Our ability to forget may be just as important as our ability to remember.
We may want to forget woes and traumas, but it may be even more useful to unburden ourselves of the trivial—the mental minutia and impedimenta that accumulates in the course of ordinary existence.
Stanford University researchers using functional magnetic resonance imaging (fMRI) were able to record visual images of people’s brains as they discarded irrelevant memories in order to focus on the task of learning something new.
Brice Kuhl, a doctoral student working in the Stanford Memory Lab
run by Associate Professor Anthony Wagner explains that the brain is very plastic and adaptive and that means that it suppresses or weakens some memories at the same time it strengthens others. "Remembering something actually has a cost for memories that are related but irrelevant,” he explains in a Stanford Report
Kuhl and Wagner, both neuroscientists, gathered 20 Stanford students between the ages of 18 and 32 and had them view 240 pairs of words in rapid succession while their brains were being scanned. The word list included 40 words printed in capitals. Each of the 40 capitalized word was paired separately with six words printed in lower case letters—for instance ATTIC-junk and ATTIC-dust. So there were six memories created for each main word. After viewing all words, subjects were asked to try to remember selected pairs.

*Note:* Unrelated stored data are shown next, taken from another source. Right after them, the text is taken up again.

pub mod config;
pub mod errors;
pub mod hooks;
pub mod infrastructure;
pub mod logging;

// Re-export commonly used items for convenience
pub use config::HooksConfig;
pub use errors::{AppError, ContainerError};
pub use hooks::{
    use_container, use_many_services, use_many_services_or_none, use_service, use_service_or_none, use_tree_visitor,
};
pub use infrastructure::container::{default_container, ContainerInstance, ContainerRef, Token};
//! Container provisioner hook.

use super::deps::{DepKey, DepList};
use super::host::RenderContext;
use super::primitives::try_use_memo;
use crate::errors::ContainerError;
use crate::infrastructure::container::{ContainerIdentifier, ContainerInstance, ContainerParent, ContainerRef, CreateContainerOptions};

/// Get or create the container registered under `id`.
///
/// If the container already exists, its instance is returned; otherwise a
/// new one is created against `parent`. `options` decide what happens when
/// the id is free or taken by an incompatible container, including policies
/// that yield `Ok(None)`; `None` falls back to the registry's default
/// options.
///
/// Re-runs only when `id`, `parent` or `options` change. Options compare by
/// value and an `Explicit` parent by pointer, so passing a freshly built
/// `CreateContainerOptions` on every render does not reprovision.
///
/// Creating the container registers it process-wide: this is not a pure read.
pub fn use_container(
    cx: &mut RenderContext<'_>,
    id: impl Into<ContainerIdentifier>,
    parent: ContainerParent,
    options: Option<&CreateContainerOptions>,
) -> Result<Option<ContainerRef>, ContainerError> {
    let id = id.into();
    let options = options.copied();
    let key = DepList::from(vec![
        DepKey::value(id.clone()),
        DepKey::value(parent.clone()),
        DepKey::value(options),
    ]);
    try_use_memo(cx, key, || ContainerInstance::of(id, parent, options.as_ref()))
}

#[cfg(test)]
mod tests {
    use super::*;
    use crate::hooks::harness::render_hook;
    use crate::infrastructure::container::{default_container, registry, OnFree};
    use std::sync::Arc;

    #[test]
    fn test_same_container_across_renders() {
        let id = ContainerIdentifier::unique();
        let mut hook = render_hook((), |cx, _| use_container(cx, id.clone(), ContainerParent::Default, None));
        let first = hook.current().cloned().flatten().unwrap();
        hook.rerender();
        let second = hook.current().cloned().flatten().unwrap();

        assert!(Arc::ptr_eq(&first, &second));
        assert!(Arc::ptr_eq(first.parent().unwrap(), &default_container()));
        assert_eq!(first.id(), &id);
    }

    #[test]
    fn test_options_change_reprovisions() {
        let id = ContainerIdentifier::unique();
        let null = CreateContainerOptions::default().on_free(OnFree::Null);

        let mut hook = render_hook(Some(null), |cx, options| {
            use_container(cx, id.clone(), ContainerParent::Orphaned, options.as_ref())
        });
        assert!(hook.current().unwrap().is_none());

        hook.rerender_with(None);
        let created = hook.current().cloned().flatten().unwrap();
        assert!(created.parent().is_none());
    }

    #[test]
    fn test_fresh_equal_options_do_not_reprovision() {
        let id = ContainerIdentifier::unique();
        let mut hook = render_hook((), |cx, _| {
            let options = CreateContainerOptions::default().on_free(OnFree::ReturnNew);
            use_container(cx, id.clone(), ContainerParent::Default, Some(&options))
        });
        let first = hook.current().cloned().flatten().unwrap();

        // A re-run would provision a new container under the freed id.
        registry().remove(&id);
        hook.rerender();
        let second = hook.current().cloned().flatten().unwrap();
        assert!(Arc::ptr_eq(&first, &second));
    }
}
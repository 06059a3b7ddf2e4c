use riskq_core::config::AggregationConfig;
use riskq_core::models::{AggregatedValue, Quality, ScenarioAggregate, ScenarioLevels};
use riskq_core::records::{CodeField, DirectAnalysis, RiskFile, Scenario, ScenarioCodes};
use riskq_scales::{kind_for_field, level_for, to_numeric_for};

use crate::classify::aggregate_values;

/// Usable submissions for one field of one scenario. Null codes and codes
/// that miss the field's scale are left out.
pub fn field_values(analyses: &[&DirectAnalysis], scenario: Scenario, field: CodeField) -> Vec<f64> {
    let kind = kind_for_field(field);
    analyses
        .iter()
        .filter_map(|a| a.scenarios.get(scenario).get(field))
        .filter_map(|code| level_for(kind, code))
        .collect()
}

/// Weighted mean of the four impact dimensions.
pub fn total_impact(
    config: &AggregationConfig,
    human: f64,
    societal: f64,
    environmental: f64,
    financial: f64,
) -> f64 {
    let total_weight = config.total_weight();
    if total_weight <= 0.0 {
        return 0.0;
    }
    (human * config.human_weight
        + societal * config.societal_weight
        + environmental * config.environmental_weight
        + financial * config.financial_weight)
        / total_weight
}

/// Aggregate one scenario across the given analyses.
pub fn aggregate_scenario(
    config: &AggregationConfig,
    analyses: &[&DirectAnalysis],
    scenario: Scenario,
) -> ScenarioAggregate {
    let field = |f: CodeField| -> AggregatedValue {
        aggregate_values(
            &field_values(analyses, scenario, f),
            config.consensus_tolerance,
        )
    };

    let probability = field(CodeField::DirectProbability);
    let human = field(CodeField::Human);
    let societal = field(CodeField::Societal);
    let environmental = field(CodeField::Environmental);
    let financial = field(CodeField::Financial);
    let climate_change = field(CodeField::ClimateChange);

    let quality = Quality::combine(
        [
            &probability,
            &human,
            &societal,
            &environmental,
            &financial,
            &climate_change,
        ]
        .map(|v| v.quality),
    );

    ScenarioAggregate {
        scenario,
        quality,
        total_impact: total_impact(
            config,
            human.value,
            societal.value,
            environmental.value,
            financial.value,
        ),
        probability,
        human,
        societal,
        environmental,
        financial,
        climate_change,
    }
}

/// Scale positions of the codes stored on the risk file itself.
pub fn risk_file_levels(config: &AggregationConfig, risk_file: &RiskFile) -> Vec<ScenarioLevels> {
    Scenario::ALL
        .into_iter()
        .map(|scenario| levels(config, scenario, risk_file.scenario(scenario)))
        .collect()
}

fn levels(config: &AggregationConfig, scenario: Scenario, codes: &ScenarioCodes) -> ScenarioLevels {
    let numeric = |f: CodeField| to_numeric_for(kind_for_field(f), codes.get(f));
    let human = numeric(CodeField::Human);
    let societal = numeric(CodeField::Societal);
    let environmental = numeric(CodeField::Environmental);
    let financial = numeric(CodeField::Financial);
    ScenarioLevels {
        scenario,
        probability: numeric(CodeField::DirectProbability),
        human,
        societal,
        environmental,
        financial,
        climate_change: numeric(CodeField::ClimateChange),
        total_impact: total_impact(config, human, societal, environmental, financial),
    }
}
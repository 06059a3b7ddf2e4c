use super::error_code::{self, ErrorCode};

/// Background computation errors.
#[derive(Debug, Clone, PartialEq, Eq, thiserror::Error)]
pub enum WorkerError {
    #[error("snapshot for {risk_file_id} contains {record_id} belonging to {found}")]
    SnapshotMismatch {
        risk_file_id: String,
        record_id: String,
        found: String,
    },

    #[error("computation failed for {risk_file_id}: {reason}")]
    ComputationFailed { risk_file_id: String, reason: String },

    #[error("worker channel closed")]
    Closed,
}

impl ErrorCode for WorkerError {
    fn error_code(&self) -> &'static str {
        match self {
            WorkerError::Closed => error_code::WORKER_CLOSED,
            _ => error_code::WORKER_ERROR,
        }
    }
}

The first time they practiced a pair, the story explains, the prefrontal cortex "lit up” as the brain worked to forge a new memory from among the competing pairs. In their second and third memory practices, the frontal lobes became less active. The more the frontal lobe activity decreased, the more likely it was that in later testing the participant would remember the selected pairs and not the irrelevant ones.

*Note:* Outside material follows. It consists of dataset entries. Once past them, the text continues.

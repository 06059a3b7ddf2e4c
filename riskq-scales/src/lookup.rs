use riskq_core::constants::UNKNOWN_LEVEL_LABEL;

use crate::code::parse_code;
use crate::tables::{scale, ScaleEntry};

/// What a form or card shows for a coded level.
#[derive(Debug, Clone, Copy, PartialEq, Eq)]
pub struct LevelDisplay {
    pub interval: &'static str,
    pub unit: &'static str,
}

/// Table entry for a coded level, or `None` on a miss.
pub fn lookup(code: &str) -> Option<&'static ScaleEntry> {
    let code = parse_code(code)?;
    scale(code.kind).entry(code.level)
}

/// Interval description and unit label for a coded level.
pub fn describe(code: &str) -> Option<LevelDisplay> {
    let parsed = parse_code(code)?;
    let table = scale(parsed.kind);
    let entry = table.entry(parsed.level)?;
    Some(LevelDisplay {
        interval: entry.interval,
        unit: table.unit,
    })
}

/// Like [`describe`], but a missing or unrecognized code falls back to the
/// default display value instead of surfacing a failure.
pub fn describe_or_default(code: Option<&str>) -> LevelDisplay {
    match code.and_then(describe) {
        Some(display) => display,
        None => {
            if let Some(code) = code {
                tracing::debug!(code, "unrecognized scale code, using default display");
            }
            LevelDisplay {
                interval: UNKNOWN_LEVEL_LABEL,
                unit: "",
            }
        }
    }
}
use std::sync::Arc;
use std::time::Duration;

use riskq_core::config::PersistenceConfig;
use riskq_core::errors::StoreError;
use riskq_core::records::{CodeField, RiskType, Scenario};
use riskq_core::traits::{IFieldSink, IRiskDataStore};
use riskq_core::AppContext;
use riskq_store::{InMemoryStore, SinkTarget, StoreFieldSink};
use riskq_wizard::{Debouncer, Flow, Nav, SaveStatus, Wizard};
use test_fixtures::{cascade_analysis, direct_analysis, risk_file};

fn store_with_records() -> Arc<InMemoryStore> {
    let store = Arc::new(InMemoryStore::new());
    store.upsert_risk_file(&risk_file("rf-1")).unwrap();
    store
        .upsert_direct_analysis(&direct_analysis("e1", "rf-1", Scenario::Considerable, &[]))
        .unwrap();
    store
        .upsert_cascade_analysis(&cascade_analysis("e1", "rf-2", "rf-1", &[]))
        .unwrap();
    store
        .upsert_cascade_analysis(&cascade_analysis("e1", "rf-3", "rf-1", &[]))
        .unwrap();
    store
}

#[test]
fn sink_routes_to_the_bound_record() {
    let store = store_with_records();
    let sink = StoreFieldSink::new(store.clone(), SinkTarget::DirectAnalysis("da-e1-rf-1".into()));

    sink.persist("f_e", Some("FA3")).unwrap();
    let analysis = store.get_direct_analysis("da-e1-rf-1").unwrap();
    assert_eq!(
        analysis.scenarios.get(Scenario::Extreme).get(CodeField::Financial),
        Some("FA3")
    );

    let sink = StoreFieldSink::new(store.clone(), SinkTarget::RiskFile("rf-1".into()));
    sink.persist("definition", Some("Long drought")).unwrap();
    assert_eq!(
        store.get_risk_file("rf-1").unwrap().definition.as_deref(),
        Some("Long drought")
    );
}

#[test]
fn keyed_cascade_sink_addresses_each_analysis() {
    let store = store_with_records();
    let sink = StoreFieldSink::new(store.clone(), SinkTarget::CascadeAnalyses);

    sink.persist(&StoreFieldSink::cascade_key("ca-e1-rf-2-rf-1", "m2e"), Some("CP4"))
        .unwrap();
    sink.persist(&StoreFieldSink::cascade_key("ca-e1-rf-3-rf-1", "quali"), Some("Rare"))
        .unwrap();

    let first = store.get_cascade_analysis("ca-e1-rf-2-rf-1").unwrap();
    assert_eq!(first.matrix.get(Scenario::Major, Scenario::Extreme), Some("CP4"));
    let second = store.get_cascade_analysis("ca-e1-rf-3-rf-1").unwrap();
    assert_eq!(second.quali.as_deref(), Some("Rare"));

    let err = sink.persist("m2e", Some("CP1")).unwrap_err();
    assert!(matches!(err, StoreError::Rejected { .. }));
}

#[tokio::test(start_paused = true)]
async fn debounced_edits_land_in_the_store_once() {
    let store = store_with_records();
    let sink = Arc::new(StoreFieldSink::new(
        store.clone(),
        SinkTarget::DirectAnalysis("da-e1-rf-1".into()),
    ));
    let mut debouncer = Debouncer::new("quali_c", sink, Duration::from_millis(500));

    for value in ["R", "Ri", "Riv", "River"] {
        debouncer.input(Some(value.to_string()));
        tokio::time::sleep(Duration::from_millis(30)).await;
    }
    tokio::time::sleep(Duration::from_millis(600)).await;

    let analysis = store.get_direct_analysis("da-e1-rf-1").unwrap();
    assert_eq!(analysis.quali.get(Scenario::Considerable), Some("River"));
    assert_eq!(debouncer.status(), SaveStatus::Saved);
}

#[tokio::test(start_paused = true)]
async fn offline_store_keeps_value_until_retry() {
    let store = store_with_records();
    let sink = Arc::new(StoreFieldSink::new(store.clone(), SinkTarget::RiskFile("rf-1".into())));
    let mut debouncer = Debouncer::new("definition", sink, Duration::from_millis(500));

    store.set_offline(true);
    debouncer.input(Some("Cold wave".to_string()));
    tokio::time::sleep(Duration::from_millis(600)).await;
    assert!(matches!(debouncer.status(), SaveStatus::Failed { .. }));

    store.set_offline(false);
    assert!(store.get_risk_file("rf-1").unwrap().definition.is_none());
    debouncer.retry().unwrap();
    assert_eq!(
        store.get_risk_file("rf-1").unwrap().definition.as_deref(),
        Some("Cold wave")
    );
}

#[tokio::test(start_paused = true)]
async fn wizard_navigation_flushes_into_the_store() {
    let store = store_with_records();
    let sink = Arc::new(StoreFieldSink::new(store.clone(), SinkTarget::CascadeAnalyses));
    let mut wizard = Wizard::new(
        Flow::Cascade(RiskType::Standard),
        "rf-1",
        "Risk rf-1",
        sink,
        &PersistenceConfig::default(),
    );
    let mut ctx = AppContext::new();

    wizard.navigate(Nav::Next, &mut ctx).unwrap();
    wizard.input(
        &StoreFieldSink::cascade_key("ca-e1-rf-2-rf-1", "c2c"),
        Some("CP2".to_string()),
    );
    wizard.navigate(Nav::Next, &mut ctx).unwrap();

    let cascade = store.get_cascade_analysis("ca-e1-rf-2-rf-1").unwrap();
    assert_eq!(
        cascade.matrix.get(Scenario::Considerable, Scenario::Considerable),
        Some("CP2")
    );
}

Wagner says the prefrontal cortex is the "CEO of the brain,” governing cognition and the purposeful uses of memories. When unimportant memories are suppressed, he says, the brain can devote more of its computational resources to recalling what’s important.
The findings by Kuhl and Wagner were published in the June 3 issue of Nature Neuroscience and are also the subject of a New York Times story by Benedict Carey
. Their work may have implication for treating difficulties associated with aging and neurological diseases.
In similar research last year at the University of California at Berkeley
, neuroscientists Adam Gazzaley and Mark D’Esposito
found that memory losses associated with aging resulted more from distractions than from an inability to focus. These researchers, who also tested their subjects while their heads were in an fMRI scanner, discovered that many older people are able to focus on pertinent information, but that their reduced ability to screen out the distractions and irrelevant information resulted in impaired memory. Their work suggests people with Alzheimer’s disease and other age-related memory problems may benefit more from drugs targeting the suppression of distraction than from drugs that enhance focus.
The poet Robert Pinsky
, who has reflected philosophically and lyrically on the power of things lost, remembered and disregarded, reminds us "Forgetting is never perfect, just as recall is never total: the list or the person’s name, or the poem or the phone number may be recalled in every detail, but never with the exact feeling it had. And conversely, the details may be obliterated, but a feeling lingers on. .…memory and forgetting are willful and involuntary, helpless and desperate in mysterious measures. Forgetting is not mere absence. The repressed does not merely return, it transforms and abrogates, rising and plunging like a dolphin or Proteus.” And what about the colorless memories that are merely suppressed? The Times story suggests they may just get lost in a sensory crowd.